163 De toute évidence, comme cela a été fait en l’espèce, Monsanto peut toujours accorder des licences autorisant la vente des semences qu’elle produit à partir de son invention brevetée et imposer des obligations contractuelles au titulaire de la licence. En accordant des licences, le titulaire du brevet peut assujettir l’exploitation de la plante à certaines conditions, telle l’interdiction de conserver des semences, et se réserver ainsi la capacité de poursuivre l’agriculteur pour rupture de contrat si ce dernier viole l’une ou l’autre des conditions de la licence.

G. La conclusion est conforme aux obligations internationales incombant au Canada en vertu de l’Accord sur les aspects des droits de propriété intellectuelle qui touchent au commerce

164 Dans l’arrêt Harvard College, précité, tant les juges majoritaires que les juges dissidents ont recommandé l’intervention du législateur sur la question de la brevetabilité des formes de vie supérieures. Dans l’état actuel des choses, ma conclusion sur la portée des revendications du brevet de Monsanto, qui est déterminante en ce qui concerne, à la fois, la question de la validité et celle de l’exploitation contrefaisante, ne contrevient pas au par. 27(1) de l’ADPIC, aux termes duquel le Canada a consenti à rendre brevetable, sans discrimination, toute invention relevant du domaine technologique.

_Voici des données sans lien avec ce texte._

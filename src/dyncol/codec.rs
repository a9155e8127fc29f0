//! Per-type value codecs: encode a [`Value`] to its payload bytes and type
//! code, and decode a payload back given its type code.

use chrono::{Datelike, NaiveDate, NaiveDateTime, NaiveTime, Timelike};

use crate::dyncol::value::Value;
use crate::error::DynColError;

/// Signed integer.
pub const TYPE_INT: u8 = 0;
/// Unsigned integer, used only for values that overflow `i64`.
pub const TYPE_UINT: u8 = 1;
/// IEEE-754 double.
pub const TYPE_DOUBLE: u8 = 2;
/// UTF-8 string, prefixed with a charset byte.
pub const TYPE_STRING: u8 = 3;
/// Reserved, always refused.
pub const TYPE_DECIMAL: u8 = 4;
/// Calendar date and time.
pub const TYPE_DATETIME: u8 = 5;
/// Calendar date.
pub const TYPE_DATE: u8 = 6;
/// Wall-clock time.
pub const TYPE_TIME: u8 = 7;
/// Recursively nested mapping.
pub const TYPE_DYNCOL: u8 = 8;

const MYSQL_CHARSET_UTF8: u8 = 0x21;
const MYSQL_CHARSET_UTF8MB4: u8 = 0x2D;

/// Lowest signed integer encodable as `INT`: `-(2**32 - 1)`.
const INT_MIN_ALLOWED: i64 = -(1i64 << 32) + 1;

/// Encode one value to its wire type code and payload bytes.
///
/// `pack` is threaded through so `Value::Map` can recurse without this
/// module depending on [`crate::dyncol::pack`] for anything but that one call.
pub fn encode_value(
    value: &Value,
    pack: impl Fn(&crate::dyncol::value::Mapping) -> Result<Vec<u8>, DynColError>,
) -> Result<(u8, Vec<u8>), DynColError> {
    match value {
        Value::Int(v) => encode_int(*v),
        Value::Uint(v) => Ok((TYPE_UINT, encode_uint(*v))),
        Value::Double(v) => Ok((TYPE_DOUBLE, encode_double(*v)?)),
        Value::String(s) => Ok((TYPE_STRING, encode_string(s))),
        Value::Date(d) => Ok((TYPE_DATE, encode_date(*d))),
        Value::Time(t) => Ok((TYPE_TIME, encode_time(*t))),
        Value::DateTime(dt) => Ok((TYPE_DATETIME, encode_datetime(*dt))),
        Value::Map(m) => Ok((TYPE_DYNCOL, pack(m)?)),
    }
}

/// Decode a payload given its wire type code.
///
/// `unpack` is threaded through so `DYNCOL` can recurse without this module
/// depending on [`crate::dyncol::unpack`] for anything but that one call.
pub fn decode_value(
    dtype: u8,
    payload: &[u8],
    unpack: impl Fn(&[u8]) -> Result<crate::dyncol::value::Mapping, DynColError>,
) -> Result<Value, DynColError> {
    match dtype {
        TYPE_INT => Ok(Value::Int(decode_int(payload))),
        TYPE_UINT => Ok(Value::Uint(decode_uint(payload)?)),
        TYPE_DOUBLE => Ok(Value::Double(decode_double(payload)?)),
        TYPE_STRING => Ok(Value::String(decode_string(payload)?)),
        TYPE_DECIMAL => Err(DynColError::NotSupported(
            "DECIMAL columns are not supported".to_string(),
        )),
        TYPE_DATETIME => Ok(Value::DateTime(decode_datetime(payload)?)),
        TYPE_DATE => Ok(Value::Date(decode_date(payload)?)),
        TYPE_TIME => Ok(Value::Time(decode_time(payload)?)),
        TYPE_DYNCOL => Ok(Value::Map(unpack(payload)?)),
        other => Err(DynColError::ValueError(format!(
            "unknown dynamic column type code {other}"
        ))),
    }
}

/// Zig-zag encode a signed integer, emitting the minimal little-endian byte
/// sequence (zero produces an empty payload).
///
/// `v` must lie in `[-(2**32 - 1), 2**63 - 1]`; `Value::Int` already bounds
/// the upper end via `i64`, so only the lower bound is checked here.
fn encode_int(v: i64) -> Result<(u8, Vec<u8>), DynColError> {
    if v < INT_MIN_ALLOWED {
        return Err(DynColError::ValueError(format!("int {v} out of range")));
    }
    let mut magnitude: u64 = if v < 0 {
        ((-v) as u64) * 2 - 1
    } else {
        (v as u64) << 1
    };

    let mut bytes = Vec::new();
    while magnitude != 0 {
        bytes.push((magnitude & 0xFF) as u8);
        magnitude >>= 8;
    }
    Ok((TYPE_INT, bytes))
}

fn decode_int(payload: &[u8]) -> i64 {
    let mut value: u64 = 0;
    for (i, &b) in payload.iter().enumerate() {
        value |= (b as u64) << (8 * i);
    }
    if value & 1 != 0 {
        -((value >> 1) as i64) - 1
    } else {
        (value >> 1) as i64
    }
}

fn encode_uint(v: u64) -> Vec<u8> {
    v.to_le_bytes().to_vec()
}

fn decode_uint(payload: &[u8]) -> Result<u64, DynColError> {
    let arr: [u8; 8] = payload
        .try_into()
        .map_err(|_| DynColError::ValueError("malformed UINT payload".to_string()))?;
    Ok(u64::from_le_bytes(arr))
}

/// Encode an IEEE-754 double, normalizing negative zero to positive zero
/// (the MariaDB server rejects the negative-zero bit pattern).
fn encode_double(v: f64) -> Result<Vec<u8>, DynColError> {
    if v.is_nan() || v.is_infinite() {
        return Err(DynColError::ValueError(format!(
            "float value not encodeable: {v}"
        )));
    }
    let v = if v == 0.0 { 0.0 } else { v };
    Ok(v.to_le_bytes().to_vec())
}

fn decode_double(payload: &[u8]) -> Result<f64, DynColError> {
    let arr: [u8; 8] = payload
        .try_into()
        .map_err(|_| DynColError::ValueError("malformed DOUBLE payload".to_string()))?;
    Ok(f64::from_le_bytes(arr))
}

fn encode_string(s: &str) -> Vec<u8> {
    let mut buf = Vec::with_capacity(1 + s.len());
    buf.push(MYSQL_CHARSET_UTF8MB4);
    buf.extend_from_slice(s.as_bytes());
    buf
}

fn decode_string(payload: &[u8]) -> Result<String, DynColError> {
    let (charset, rest) = payload
        .split_first()
        .ok_or_else(|| DynColError::ValueError("empty STRING payload".to_string()))?;
    if *charset != MYSQL_CHARSET_UTF8 && *charset != MYSQL_CHARSET_UTF8MB4 {
        return Err(DynColError::NotSupported(format!(
            "can only decode strings with MySQL charsets utf8 or utf8mb4, got charset byte 0x{charset:02X}"
        )));
    }
    String::from_utf8(rest.to_vec())
        .map_err(|e| DynColError::ValueError(format!("invalid UTF-8 in STRING payload: {e}")))
}

/// Pack `day | month << 5 | year << 9` into the low 3 bytes of a little-endian `u32`.
fn encode_date(date: NaiveDate) -> Vec<u8> {
    let val = date.day() | (date.month() << 5) | ((date.year() as u32) << 9);
    val.to_le_bytes()[..3].to_vec()
}

fn decode_date(payload: &[u8]) -> Result<NaiveDate, DynColError> {
    if payload.len() != 3 {
        return Err(DynColError::ValueError(format!(
            "malformed DATE payload: expected 3 bytes, got {}",
            payload.len()
        )));
    }
    let val = u32::from_le_bytes([payload[0], payload[1], payload[2], 0]);
    let day = val & 0x1F;
    let month = (val >> 5) & 0xF;
    let year = (val >> 9) as i32;
    NaiveDate::from_ymd_opt(year, month, day).ok_or_else(|| {
        DynColError::ValueError(format!("invalid DATE: {year:04}-{month:02}-{day:02}"))
    })
}

/// Pack a time into either the 3-byte (no microseconds) or 6-byte
/// (with microseconds) sub-encoding, dispatched by whether `micro != 0`.
fn encode_time(time: NaiveTime) -> Vec<u8> {
    let micro = time.nanosecond() / 1000;
    if micro > 0 {
        let val: u64 = micro as u64
            | ((time.second() as u64) << 20)
            | ((time.minute() as u64) << 26)
            | ((time.hour() as u64) << 32);
        val.to_le_bytes()[..6].to_vec()
    } else {
        let val: u32 = time.second() | (time.minute() << 6) | (time.hour() << 12);
        val.to_le_bytes()[..3].to_vec()
    }
}

fn decode_time(payload: &[u8]) -> Result<NaiveTime, DynColError> {
    match payload.len() {
        6 => {
            let mut bytes = [0u8; 8];
            bytes[..6].copy_from_slice(payload);
            let val = u64::from_le_bytes(bytes);
            let micro = (val & 0xFFFFF) as u32;
            let second = ((val >> 20) & 0x3F) as u32;
            let minute = ((val >> 26) & 0x3F) as u32;
            let hour = (val >> 32) as u32;
            NaiveTime::from_hms_micro_opt(hour, minute, second, micro)
                .ok_or_else(|| DynColError::ValueError("invalid TIME".to_string()))
        }
        3 => {
            let val = u32::from_le_bytes([payload[0], payload[1], payload[2], 0]);
            let second = val & 0x3F;
            let minute = (val >> 6) & 0x3F;
            let hour = val >> 12;
            NaiveTime::from_hms_opt(hour, minute, second)
                .ok_or_else(|| DynColError::ValueError("invalid TIME".to_string()))
        }
        other => Err(DynColError::ValueError(format!(
            "malformed TIME payload: expected 3 or 6 bytes, got {other}"
        ))),
    }
}

fn encode_datetime(dt: NaiveDateTime) -> Vec<u8> {
    let mut buf = encode_date(dt.date());
    buf.extend(encode_time(dt.time()));
    buf
}

fn decode_datetime(payload: &[u8]) -> Result<NaiveDateTime, DynColError> {
    if payload.len() < 3 {
        return Err(DynColError::ValueError(format!(
            "malformed DATETIME payload: {} bytes",
            payload.len()
        )));
    }
    let date = decode_date(&payload[..3])?;
    let time = decode_time(&payload[3..])?;
    Ok(NaiveDateTime::new(date, time))
}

165 Dans le rapport intitulé Brevetabilité des formes de vie supérieures et enjeux connexes (juin 2002), le Comité consultatif canadien de la biotechnologie indique qu’il se peut, en fait, que le contraire soit vrai. L’utilisation d’organismes biologiques autoreproducteurs en tant que « moyen » d’obtenir des brevets génétiques peut être trop favorable au titulaire du brevet, tant en ce qui concerne ce qu’il a inventé qu’en ce qui concerne d’autres domaines d’invention. Le Comité consultatif canadien de la biotechnologie explique ce point de vue de la façon suivante (p. 12) :

Étant donné que les formes de vie supérieures peuvent se reproduire sans aide, la délivrance d’un brevet sur une plante, une graine ou un animal couvre non seulement la plante, la graine ou l’animal vendu, mais également toute sa descendance renfermant l’invention brevetée, et ce pour toutes les générations jusqu’à l’expiration du brevet (20 ans à compter de la date d’antériorité). De plus, une grande partie de la valeur de toute forme de vie supérieure, particulièrement dans le cas d’animaux, provient des caractéristiques naturelles de l’organisme d’origine et n’a rien à voir avec l’invention. Vu les attributs uniques des inventions biologiques, l’octroi exclusivement au détenteur du brevet de droits qui s’appliquent non seulement à l’organisme renfermant l’invention, mais également à toute sa descendance représente une augmentation substantielle de la portée des droits offerts aux détenteurs de brevets. Il représente également un plus grand transfert d’intérêts économiques de la communauté agricole en faveur de l’industrie de la biotechnologie que dans d’autres champs scientifiques.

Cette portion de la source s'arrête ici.